**REQUIRED WORK**
Below are records. Copy every line with "struct" in it.

[AVAILABLE RECORDS Boundary: Start]

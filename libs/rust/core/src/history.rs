//! Per-round records and the summary a finished run hands back.

use std::sync::Arc;
use std::time::Duration;

use chrono::{DateTime, Utc};
use serde::Serialize;

use crate::aggregator::{AggregatedMetrics, EvaluateAggregate};
use crate::error::AbortReason;
use crate::parameters::ParameterSet;
use crate::protocol::ClientId;
use crate::state::CoordinatorState;

#[derive(Debug, Clone, Serialize)]
pub struct RoundRecord {
    pub round: u64,
    pub fit_participants: Vec<ClientId>,
    pub fit_accepted: usize,
    pub fit_failed: usize,
    pub fit_metrics: AggregatedMetrics,
    /// Absent when evaluation was skipped.
    pub evaluation: Option<EvaluateAggregate>,
    pub eval_accepted: usize,
    pub eval_failed: usize,
    /// Attempts needed before the fit phase met its minimum.
    pub retries: u32,
    #[serde(with = "duration_ms")]
    pub duration: Duration,
    pub completed_at: DateTime<Utc>,
}

impl RoundRecord {
    pub fn loss(&self) -> Option<f64> {
        self.evaluation.as_ref().map(|e| e.loss)
    }
}

/// Outcome of `Coordinator::run`.
#[derive(Debug)]
pub struct RunSummary {
    pub state: CoordinatorState,
    /// Last round the coordinator worked on.
    pub round: u64,
    pub rounds_completed: u64,
    pub history: Vec<RoundRecord>,
    pub abort: Option<AbortReason>,
    pub final_parameters: Arc<ParameterSet>,
}

impl RunSummary {
    pub fn is_success(&self) -> bool {
        self.state == CoordinatorState::Finished
    }

    /// `(round, loss)` for every round that was evaluated.
    pub fn losses(&self) -> Vec<(u64, f64)> {
        self.history.iter().filter_map(|r| r.loss().map(|l| (r.round, l))).collect()
    }
}

mod duration_ms {
    use std::time::Duration;

    use serde::Serializer;

    pub fn serialize<S: Serializer>(d: &Duration, s: S) -> Result<S::Ok, S::Error> {
        s.serialize_u64(d.as_millis() as u64)
    }
}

[AVAILABLE RECORDS Boundary: End]

**TASK RESPONSE**
pub struct RoundRecord {
pub struct RunSummary {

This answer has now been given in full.